_Your objective_:
Across all lines of the entries, tally those with the word "push" in them. The reply is the tally, by itself.

═══ Exercise data ═══

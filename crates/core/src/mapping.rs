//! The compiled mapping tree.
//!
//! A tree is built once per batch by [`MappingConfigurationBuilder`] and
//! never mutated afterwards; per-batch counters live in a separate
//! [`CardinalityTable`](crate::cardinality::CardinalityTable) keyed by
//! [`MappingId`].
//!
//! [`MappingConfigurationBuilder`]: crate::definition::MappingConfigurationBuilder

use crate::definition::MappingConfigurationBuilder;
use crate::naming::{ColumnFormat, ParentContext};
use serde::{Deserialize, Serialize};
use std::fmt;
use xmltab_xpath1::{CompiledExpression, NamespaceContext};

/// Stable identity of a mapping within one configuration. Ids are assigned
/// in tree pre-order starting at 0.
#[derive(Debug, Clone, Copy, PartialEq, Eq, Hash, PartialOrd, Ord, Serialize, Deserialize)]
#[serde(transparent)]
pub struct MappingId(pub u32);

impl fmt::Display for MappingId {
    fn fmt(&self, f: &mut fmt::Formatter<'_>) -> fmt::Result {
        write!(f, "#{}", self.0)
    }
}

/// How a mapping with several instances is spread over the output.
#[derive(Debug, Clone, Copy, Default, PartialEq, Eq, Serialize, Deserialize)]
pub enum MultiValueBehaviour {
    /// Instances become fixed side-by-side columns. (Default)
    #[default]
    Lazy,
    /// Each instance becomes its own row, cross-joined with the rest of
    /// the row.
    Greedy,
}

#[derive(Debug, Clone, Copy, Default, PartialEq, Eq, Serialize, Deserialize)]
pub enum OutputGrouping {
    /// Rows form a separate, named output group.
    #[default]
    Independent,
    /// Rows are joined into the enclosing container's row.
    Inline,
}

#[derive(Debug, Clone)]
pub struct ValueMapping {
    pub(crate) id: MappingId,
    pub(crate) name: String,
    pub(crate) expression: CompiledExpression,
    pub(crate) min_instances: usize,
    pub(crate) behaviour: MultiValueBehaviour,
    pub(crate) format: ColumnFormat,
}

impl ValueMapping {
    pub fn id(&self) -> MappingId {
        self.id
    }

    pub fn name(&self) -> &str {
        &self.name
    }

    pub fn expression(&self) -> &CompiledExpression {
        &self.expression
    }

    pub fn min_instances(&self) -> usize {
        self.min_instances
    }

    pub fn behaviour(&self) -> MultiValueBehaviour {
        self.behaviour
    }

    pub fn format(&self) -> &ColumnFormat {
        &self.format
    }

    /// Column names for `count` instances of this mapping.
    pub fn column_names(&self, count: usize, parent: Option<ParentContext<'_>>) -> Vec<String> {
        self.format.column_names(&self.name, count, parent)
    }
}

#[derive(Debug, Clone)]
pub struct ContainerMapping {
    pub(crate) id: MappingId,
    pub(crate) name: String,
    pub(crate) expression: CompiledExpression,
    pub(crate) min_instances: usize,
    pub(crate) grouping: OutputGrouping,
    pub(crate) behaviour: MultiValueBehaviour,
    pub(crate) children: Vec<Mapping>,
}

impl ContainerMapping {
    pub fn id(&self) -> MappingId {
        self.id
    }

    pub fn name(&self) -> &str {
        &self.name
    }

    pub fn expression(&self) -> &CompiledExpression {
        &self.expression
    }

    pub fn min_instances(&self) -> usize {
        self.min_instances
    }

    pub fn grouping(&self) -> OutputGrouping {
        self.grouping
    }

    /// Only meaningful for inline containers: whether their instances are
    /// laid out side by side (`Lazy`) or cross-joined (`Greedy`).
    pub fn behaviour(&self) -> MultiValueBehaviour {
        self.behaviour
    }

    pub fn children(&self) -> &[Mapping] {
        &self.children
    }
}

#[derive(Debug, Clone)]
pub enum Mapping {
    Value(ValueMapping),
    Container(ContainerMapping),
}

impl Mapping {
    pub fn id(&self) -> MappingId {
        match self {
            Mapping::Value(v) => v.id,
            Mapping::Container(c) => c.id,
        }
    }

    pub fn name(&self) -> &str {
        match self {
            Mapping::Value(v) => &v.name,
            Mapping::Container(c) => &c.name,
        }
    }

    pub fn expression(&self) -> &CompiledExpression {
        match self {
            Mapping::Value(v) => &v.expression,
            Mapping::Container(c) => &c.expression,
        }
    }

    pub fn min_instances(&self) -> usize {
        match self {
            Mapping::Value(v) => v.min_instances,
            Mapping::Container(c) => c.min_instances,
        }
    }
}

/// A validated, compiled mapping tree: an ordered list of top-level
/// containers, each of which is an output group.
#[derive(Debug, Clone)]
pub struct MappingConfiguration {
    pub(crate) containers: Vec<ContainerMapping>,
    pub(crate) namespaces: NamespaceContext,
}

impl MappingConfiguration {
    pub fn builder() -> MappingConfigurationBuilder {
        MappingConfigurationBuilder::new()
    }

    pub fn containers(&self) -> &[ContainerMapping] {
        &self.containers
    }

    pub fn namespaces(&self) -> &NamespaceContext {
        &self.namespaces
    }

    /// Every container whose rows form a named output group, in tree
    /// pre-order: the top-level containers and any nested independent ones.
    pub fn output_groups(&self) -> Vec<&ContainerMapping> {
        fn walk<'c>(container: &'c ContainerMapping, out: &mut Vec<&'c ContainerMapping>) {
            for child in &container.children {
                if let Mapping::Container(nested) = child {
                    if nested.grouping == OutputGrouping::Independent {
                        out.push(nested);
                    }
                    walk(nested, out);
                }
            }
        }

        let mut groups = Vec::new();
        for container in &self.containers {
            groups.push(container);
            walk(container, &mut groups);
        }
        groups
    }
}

═══
═══ Exercise data ═══

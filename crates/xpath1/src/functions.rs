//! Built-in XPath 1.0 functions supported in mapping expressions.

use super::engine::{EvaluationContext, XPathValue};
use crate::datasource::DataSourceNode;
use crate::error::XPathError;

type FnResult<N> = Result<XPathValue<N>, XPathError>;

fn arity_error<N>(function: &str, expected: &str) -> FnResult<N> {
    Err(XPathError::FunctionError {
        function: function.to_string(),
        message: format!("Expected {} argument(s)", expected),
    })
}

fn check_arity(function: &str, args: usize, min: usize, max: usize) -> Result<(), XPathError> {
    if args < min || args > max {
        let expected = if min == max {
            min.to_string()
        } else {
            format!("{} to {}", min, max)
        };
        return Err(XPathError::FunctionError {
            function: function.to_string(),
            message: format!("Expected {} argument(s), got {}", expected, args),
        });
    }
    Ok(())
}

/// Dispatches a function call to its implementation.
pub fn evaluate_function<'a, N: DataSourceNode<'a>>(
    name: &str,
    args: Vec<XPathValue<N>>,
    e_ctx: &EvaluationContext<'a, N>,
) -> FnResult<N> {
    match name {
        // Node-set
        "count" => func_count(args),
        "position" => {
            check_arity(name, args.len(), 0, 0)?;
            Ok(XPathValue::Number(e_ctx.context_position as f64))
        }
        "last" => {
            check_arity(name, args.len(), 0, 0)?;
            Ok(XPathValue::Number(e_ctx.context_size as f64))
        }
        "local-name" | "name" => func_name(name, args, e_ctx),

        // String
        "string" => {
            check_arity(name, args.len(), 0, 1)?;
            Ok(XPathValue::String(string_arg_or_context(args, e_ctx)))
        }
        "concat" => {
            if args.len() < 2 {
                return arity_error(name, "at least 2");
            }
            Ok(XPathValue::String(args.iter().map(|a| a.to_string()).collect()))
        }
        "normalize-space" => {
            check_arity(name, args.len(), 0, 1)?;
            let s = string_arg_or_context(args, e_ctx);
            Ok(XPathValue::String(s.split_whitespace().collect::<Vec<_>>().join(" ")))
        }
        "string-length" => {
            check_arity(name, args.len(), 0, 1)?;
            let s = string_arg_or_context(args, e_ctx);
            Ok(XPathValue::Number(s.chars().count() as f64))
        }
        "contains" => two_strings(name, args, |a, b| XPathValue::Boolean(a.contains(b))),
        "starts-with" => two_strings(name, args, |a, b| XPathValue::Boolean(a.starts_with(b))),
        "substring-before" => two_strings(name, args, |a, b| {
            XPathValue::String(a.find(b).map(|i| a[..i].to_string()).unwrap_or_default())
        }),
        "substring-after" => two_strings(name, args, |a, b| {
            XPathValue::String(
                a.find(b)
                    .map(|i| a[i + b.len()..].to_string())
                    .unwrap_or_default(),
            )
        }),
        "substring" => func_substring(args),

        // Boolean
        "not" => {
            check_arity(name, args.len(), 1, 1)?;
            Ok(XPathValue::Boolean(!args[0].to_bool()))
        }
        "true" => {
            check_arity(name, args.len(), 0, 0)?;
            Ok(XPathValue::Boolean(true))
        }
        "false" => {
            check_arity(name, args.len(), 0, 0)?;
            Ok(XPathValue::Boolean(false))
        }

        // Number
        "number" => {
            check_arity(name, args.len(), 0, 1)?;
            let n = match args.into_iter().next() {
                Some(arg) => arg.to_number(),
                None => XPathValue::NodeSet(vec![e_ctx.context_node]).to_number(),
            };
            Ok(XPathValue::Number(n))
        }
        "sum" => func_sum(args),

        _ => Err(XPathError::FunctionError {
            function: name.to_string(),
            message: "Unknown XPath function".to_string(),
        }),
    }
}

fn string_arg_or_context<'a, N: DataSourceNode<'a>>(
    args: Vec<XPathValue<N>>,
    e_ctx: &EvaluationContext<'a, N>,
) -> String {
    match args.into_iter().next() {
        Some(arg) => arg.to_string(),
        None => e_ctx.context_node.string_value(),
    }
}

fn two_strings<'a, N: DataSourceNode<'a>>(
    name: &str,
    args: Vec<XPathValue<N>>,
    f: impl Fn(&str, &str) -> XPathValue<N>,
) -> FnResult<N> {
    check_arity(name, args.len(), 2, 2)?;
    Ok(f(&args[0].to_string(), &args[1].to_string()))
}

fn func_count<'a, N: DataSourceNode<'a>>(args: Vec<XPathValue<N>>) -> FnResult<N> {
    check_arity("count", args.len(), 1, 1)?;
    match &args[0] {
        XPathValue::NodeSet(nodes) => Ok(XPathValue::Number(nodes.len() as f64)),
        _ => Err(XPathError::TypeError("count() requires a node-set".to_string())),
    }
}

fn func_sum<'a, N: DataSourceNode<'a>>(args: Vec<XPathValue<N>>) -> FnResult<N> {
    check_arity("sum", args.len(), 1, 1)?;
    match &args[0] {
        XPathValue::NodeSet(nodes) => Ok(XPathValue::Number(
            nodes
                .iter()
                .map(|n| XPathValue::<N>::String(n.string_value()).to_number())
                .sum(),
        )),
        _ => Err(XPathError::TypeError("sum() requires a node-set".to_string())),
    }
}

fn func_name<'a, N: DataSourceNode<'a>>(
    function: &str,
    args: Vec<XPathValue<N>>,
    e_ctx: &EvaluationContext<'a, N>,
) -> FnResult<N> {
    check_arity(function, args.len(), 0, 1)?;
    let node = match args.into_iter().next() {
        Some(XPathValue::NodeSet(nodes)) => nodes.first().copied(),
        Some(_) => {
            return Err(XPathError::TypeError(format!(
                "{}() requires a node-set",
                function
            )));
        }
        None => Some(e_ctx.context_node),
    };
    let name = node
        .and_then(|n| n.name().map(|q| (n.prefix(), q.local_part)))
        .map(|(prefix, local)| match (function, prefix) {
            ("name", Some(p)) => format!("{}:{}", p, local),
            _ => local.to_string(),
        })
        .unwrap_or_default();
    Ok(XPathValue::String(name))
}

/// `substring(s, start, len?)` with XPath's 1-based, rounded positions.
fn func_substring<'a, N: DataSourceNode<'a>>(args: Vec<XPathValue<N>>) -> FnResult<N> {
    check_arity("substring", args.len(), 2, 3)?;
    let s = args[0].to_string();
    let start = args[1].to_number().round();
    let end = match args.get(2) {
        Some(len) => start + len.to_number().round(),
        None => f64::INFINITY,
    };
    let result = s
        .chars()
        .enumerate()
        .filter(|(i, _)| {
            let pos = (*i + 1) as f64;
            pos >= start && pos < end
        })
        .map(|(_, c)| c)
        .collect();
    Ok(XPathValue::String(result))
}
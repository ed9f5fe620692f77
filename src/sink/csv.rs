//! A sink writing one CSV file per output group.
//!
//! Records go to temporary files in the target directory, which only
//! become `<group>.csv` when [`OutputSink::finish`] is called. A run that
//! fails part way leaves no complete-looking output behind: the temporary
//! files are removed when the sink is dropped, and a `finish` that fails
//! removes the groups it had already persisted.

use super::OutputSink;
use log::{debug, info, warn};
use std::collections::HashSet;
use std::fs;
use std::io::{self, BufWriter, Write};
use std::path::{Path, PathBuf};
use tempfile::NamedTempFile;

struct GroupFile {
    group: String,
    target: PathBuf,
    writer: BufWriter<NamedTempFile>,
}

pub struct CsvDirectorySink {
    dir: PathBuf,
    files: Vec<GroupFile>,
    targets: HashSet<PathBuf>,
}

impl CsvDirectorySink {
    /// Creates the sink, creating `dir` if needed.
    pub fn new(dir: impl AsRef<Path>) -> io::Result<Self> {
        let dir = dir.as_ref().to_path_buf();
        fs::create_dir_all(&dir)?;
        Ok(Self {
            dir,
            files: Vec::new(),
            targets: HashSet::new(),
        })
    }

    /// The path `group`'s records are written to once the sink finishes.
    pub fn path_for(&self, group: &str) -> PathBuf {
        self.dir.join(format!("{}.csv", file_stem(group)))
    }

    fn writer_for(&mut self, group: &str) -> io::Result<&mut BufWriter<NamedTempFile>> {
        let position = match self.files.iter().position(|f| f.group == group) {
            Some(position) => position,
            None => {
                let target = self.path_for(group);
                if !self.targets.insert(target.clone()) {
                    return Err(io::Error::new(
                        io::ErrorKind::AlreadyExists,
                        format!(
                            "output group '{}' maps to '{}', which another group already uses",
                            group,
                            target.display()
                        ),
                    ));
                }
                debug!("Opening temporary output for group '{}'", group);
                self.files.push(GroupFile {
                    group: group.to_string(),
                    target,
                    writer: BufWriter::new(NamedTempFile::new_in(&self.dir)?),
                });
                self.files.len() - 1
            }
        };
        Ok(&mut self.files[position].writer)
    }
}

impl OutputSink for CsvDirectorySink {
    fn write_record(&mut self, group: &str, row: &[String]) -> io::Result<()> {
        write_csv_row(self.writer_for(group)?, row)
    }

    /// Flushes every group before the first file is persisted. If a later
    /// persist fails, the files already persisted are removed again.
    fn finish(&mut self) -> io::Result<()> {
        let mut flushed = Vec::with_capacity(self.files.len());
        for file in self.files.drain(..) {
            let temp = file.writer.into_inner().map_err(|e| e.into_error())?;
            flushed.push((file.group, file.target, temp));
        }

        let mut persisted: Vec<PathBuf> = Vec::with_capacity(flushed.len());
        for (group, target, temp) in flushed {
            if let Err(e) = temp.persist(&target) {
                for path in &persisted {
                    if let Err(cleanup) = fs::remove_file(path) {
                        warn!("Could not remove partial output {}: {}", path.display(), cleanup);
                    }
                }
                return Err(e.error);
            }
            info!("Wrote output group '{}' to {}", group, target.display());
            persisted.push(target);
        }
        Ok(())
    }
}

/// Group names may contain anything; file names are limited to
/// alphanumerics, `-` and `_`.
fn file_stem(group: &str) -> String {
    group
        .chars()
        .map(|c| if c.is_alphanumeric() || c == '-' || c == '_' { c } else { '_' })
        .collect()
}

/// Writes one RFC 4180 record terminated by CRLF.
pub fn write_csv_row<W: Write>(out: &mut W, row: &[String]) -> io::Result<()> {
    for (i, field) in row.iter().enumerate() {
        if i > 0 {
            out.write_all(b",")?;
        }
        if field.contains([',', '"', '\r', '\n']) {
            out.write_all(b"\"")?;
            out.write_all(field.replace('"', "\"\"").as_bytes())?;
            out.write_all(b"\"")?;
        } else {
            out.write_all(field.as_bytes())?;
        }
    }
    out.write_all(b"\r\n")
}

═══

_Written answer_:
5